What is up with Christians and Halloween? I used to love Halloween when I was a kid. Dressing up, going trick or treating, eating all of that candy, carving pumpkins. How can that not be fun? And I'd like to think that my costume choices were always great. I was the typical princess at one point, but I was also a can of Pop when I was really little (and yes, I just said Pop, I'm from the north). One year I was Betsy Ross. No joke, I was the woman who sewed the American flag. In college I was the Hamburglar from McDonalds, and in graduate school I was a ninja turtle. It's so much fun!

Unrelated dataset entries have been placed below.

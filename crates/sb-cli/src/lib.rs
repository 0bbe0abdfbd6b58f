//! Stimulus-to-BIDS converter CLI library.
//!
//! This crate provides the command-line boundary for `sb-core`.

mod cli;
mod run;

pub use cli::Cli;
pub use run::run;
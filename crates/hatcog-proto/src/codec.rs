//! Newline framing for raw IRC byte streams.
//!
//! [`LineCodec`] yields raw line bytes with the `\n` (and an optional `\r`
//! before it) removed. Decoding to text is left to the caller, since a line
//! may not be UTF-8 (see [`crate::decode_line`]).

use bytes::BytesMut;
use tokio_util::codec::Decoder;
use tracing::warn;

/// Maximum IRC line length accepted (8191 bytes, modern IRC convention).
pub const MAX_IRC_LINE_LEN: usize = 8191;

/// Line codec for use with [`tokio_util::codec::FramedRead`].
///
/// A line longer than the limit is dropped up to its terminating newline
/// and reading carries on with the next one. The decoder never returns an
/// error of its own, so a single bad line cannot end the stream.
#[derive(Debug)]
pub struct LineCodec {
    next_index: usize,
    max_len: usize,
    discarding: bool,
}

impl LineCodec {
    /// Codec with the default [`MAX_IRC_LINE_LEN`] limit.
    pub fn new() -> Self {
        Self::with_max_len(MAX_IRC_LINE_LEN)
    }

    /// Codec with a custom line length limit (terminator excluded).
    pub fn with_max_len(max_len: usize) -> Self {
        Self {
            next_index: 0,
            max_len,
            discarding: false,
        }
    }

    fn strip_terminator(mut line: BytesMut) -> BytesMut {
        if line.last() == Some(&b'\n') {
            line.truncate(line.len() - 1);
        }
        if line.last() == Some(&b'\r') {
            line.truncate(line.len() - 1);
        }
        line
    }
}

impl Default for LineCodec {
    fn default() -> Self {
        Self::new()
    }
}

impl Decoder for LineCodec {
    type Item = BytesMut;
    type Error = std::io::Error;

    fn decode(&mut self, src: &mut BytesMut) -> Result<Option<BytesMut>, Self::Error> {
        loop {
            let Some(offset) = src[self.next_index..].iter().position(|b| *b == b'\n') else {
                if src.len() > self.max_len {
                    if !self.discarding {
                        warn!(limit = self.max_len, "Discarding overlong IRC line");
                    }
                    src.clear();
                    self.discarding = true;
                    self.next_index = 0;
                } else {
                    self.next_index = src.len();
                }
                return Ok(None);
            };

            let end = self.next_index + offset + 1;
            self.next_index = 0;
            let line = Self::strip_terminator(src.split_to(end));

            if self.discarding {
                self.discarding = false;
                continue;
            }
            if line.len() > self.max_len {
                warn!(
                    length = line.len(),
                    limit = self.max_len,
                    "Discarding overlong IRC line"
                );
                continue;
            }
            return Ok(Some(line));
        }
    }

    fn decode_eof(&mut self, src: &mut BytesMut) -> Result<Option<BytesMut>, Self::Error> {
        if let Some(line) = self.decode(src)? {
            return Ok(Some(line));
        }
        self.next_index = 0;
        if src.is_empty() || self.discarding {
            src.clear();
            self.discarding = false;
            return Ok(None);
        }
        Ok(Some(Self::strip_terminator(src.split())))
    }
}
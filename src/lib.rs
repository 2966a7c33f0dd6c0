//! hatcogd - outbound IRC network connections for the hatcog gateway.
//!
//! A [`ConnectionManager`] owns one [`Connection`] per network address.
//! Every connection answers PING and CTCP VERSION on its own and forwards
//! each parsed line into a single shared channel.

pub mod config;
pub mod error;
pub mod network;
pub mod raw_log;
pub mod telemetry;

pub use error::{ConnectionError, ManagerError};
pub use hatcog_proto::Line;
pub use network::{
    ConnectOptions, Connection, ConnectionManager, ConnectionSettings, ConnectionState,
    Registration, TlsMode, line_channel,
};
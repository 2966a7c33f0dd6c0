//! Text decoding for raw IRC lines.
//!
//! IRC mandates no line encoding. Modern networks send UTF-8, legacy clients
//! still emit ISO-8859-1 or Windows-1252 bytes. A line that is valid UTF-8 is
//! taken as UTF-8; anything else is read as ISO-8859-1, where every byte is
//! the code point of the same value. ISO-8859-1 is a subset of Unicode, so
//! decoding never fails.

use std::borrow::Cow;

/// Decode one raw line to text.
///
/// Borrows the input when it is valid UTF-8.
///
/// # Example
///
/// ```
/// use hatcog_proto::decode_line;
///
/// assert_eq!(decode_line(b"caf\xc3\xa9"), "café");
/// assert_eq!(decode_line(b"caf\xe9"), "café");
/// ```
pub fn decode_line(raw: &[u8]) -> Cow<'_, str> {
    match std::str::from_utf8(raw) {
        Ok(text) => Cow::Borrowed(text),
        Err(_) => Cow::Owned(raw.iter().map(|&b| char::from(b)).collect()),
    }
}
//! Classification of read results for the connection read loop.

use bytes::BytesMut;
use std::io;
use tokio::time::error::Elapsed;

/// What the read loop should do with the result of one bounded read.
#[derive(Debug)]
pub(super) enum ReadOutcome {
    /// A complete line (terminator stripped, possibly empty).
    Line(BytesMut),
    /// The read deadline elapsed with no data. Not an error.
    Idle,
    /// The server closed the stream.
    Eof,
    /// Transport failure. The connection is unusable.
    Failed(io::Error),
}

/// Classify the result of `timeout(deadline, framed.next())`.
pub(super) fn classify_read(result: Result<Option<io::Result<BytesMut>>, Elapsed>) -> ReadOutcome {
    match result {
        Err(_elapsed) => ReadOutcome::Idle,
        Ok(None) => ReadOutcome::Eof,
        Ok(Some(Ok(line))) => ReadOutcome::Line(line),
        Ok(Some(Err(e))) if e.kind() == io::ErrorKind::UnexpectedEof => ReadOutcome::Eof,
        Ok(Some(Err(e))) => ReadOutcome::Failed(e),
    }
}
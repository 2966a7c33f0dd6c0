//! Nom-based IRC line parser.
//!
//! Splits a line into borrowed tags, prefix, command and parameters.
//! [`crate::line`] turns the result into an owned [`crate::Line`].

use nom::{
    bytes::complete::{take_until, take_while1},
    character::complete::{char, space0},
    combinator::opt,
    sequence::preceded,
    IResult,
};

use crate::error::ParseError;

/// A line split into borrowed pieces.
#[derive(Debug, Clone, PartialEq)]
pub(crate) struct ParsedLine<'a> {
    /// Tags without the leading `@`.
    pub tags: Option<&'a str>,
    /// Prefix without the leading `:`.
    pub prefix: Option<&'a str>,
    pub command: &'a str,
    pub params: Vec<&'a str>,
}

fn parse_tags(input: &str) -> IResult<&str, &str> {
    preceded(char('@'), take_until(" "))(input)
}

fn parse_prefix(input: &str) -> IResult<&str, &str> {
    preceded(char(':'), take_while1(|c| c != ' '))(input)
}

/// Parameters after the command. A `:` starts the trailing parameter,
/// which runs to the end of the line and may contain spaces. Runs of
/// spaces count as one separator.
fn parse_params(input: &str) -> Vec<&str> {
    let mut params = Vec::new();
    let mut rest = input;

    while rest.starts_with(' ') {
        rest = rest.trim_start_matches(' ');
        if rest.is_empty() {
            break;
        }

        if let Some(trailing) = rest.strip_prefix(':') {
            params.push(trailing);
            break;
        }

        let end = rest.find(' ').unwrap_or(rest.len());
        params.push(&rest[..end]);
        rest = &rest[end..];
    }

    params
}

impl<'a> ParsedLine<'a> {
    /// `[@tags] [:prefix] <command> [params...] [:trailing]`
    ///
    /// The input must already have its line terminator removed.
    pub fn parse(input: &'a str) -> Result<Self, ParseError> {
        if input.trim().is_empty() {
            return Err(ParseError::EmptyLine);
        }

        let starts_with_tags = input.starts_with('@');
        let (input, tags) = opt(parse_tags)(input).map_err(|_| ParseError::UnterminatedTags)?;
        if starts_with_tags && tags.is_none() {
            return Err(ParseError::UnterminatedTags);
        }
        let (input, _) = whitespace(input)?;

        let (input, prefix) = opt(parse_prefix)(input).map_err(|_| ParseError::MissingCommand)?;
        let (input, _) = whitespace(input)?;

        let (rest, command) = take_while1::<_, _, nom::error::Error<&str>>(|c: char| c != ' ')(
            input,
        )
        .map_err(|_| ParseError::MissingCommand)?;

        // RFC 2812: command = 1*letter / 3digit
        let is_all_letters = command.chars().all(|c| c.is_ascii_alphabetic());
        let is_three_digits = command.len() == 3 && command.chars().all(|c| c.is_ascii_digit());
        if !is_all_letters && !is_three_digits {
            return Err(ParseError::InvalidCommand(command.to_owned()));
        }

        Ok(ParsedLine {
            tags,
            prefix,
            command,
            params: parse_params(rest),
        })
    }
}

fn whitespace(input: &str) -> Result<(&str, &str), ParseError> {
    space0::<_, nom::error::Error<&str>>(input).map_err(|_| ParseError::MissingCommand)
}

But I also remember the year that Halloween fell on a Sunday. The most recent time this happened was in 2010, but I remember the arguments that surrounded this when I was a kid, especially in the year 1993. My father worked at a church, so I got to hear all of the conversations. There were folks at my church who thought it was terrible that Halloween could possibly fall on a Sunday and we were told that if we dressed up and went trick or treating, we were not really Christians. I remember getting so upset about that. I was going to be a princess that year and my mother had made my costume and I was so excited! But I was also scared. I honestly could not fathom what me dressing up as a princess had to do with me also being a Christian. And apparently my parents didn't see the connection either, cause I clearly remember trick or treating as a princess that year and getting a pretty good haul of candy.
But depending on whom you ask, Halloween probably falls somewhere between harmless secular celebration on one end of the spectrum and pagan or satanic holiday on the other. Most of us probably don’t ever think of it as a Christian holiday. But did you know that’s actually how it started?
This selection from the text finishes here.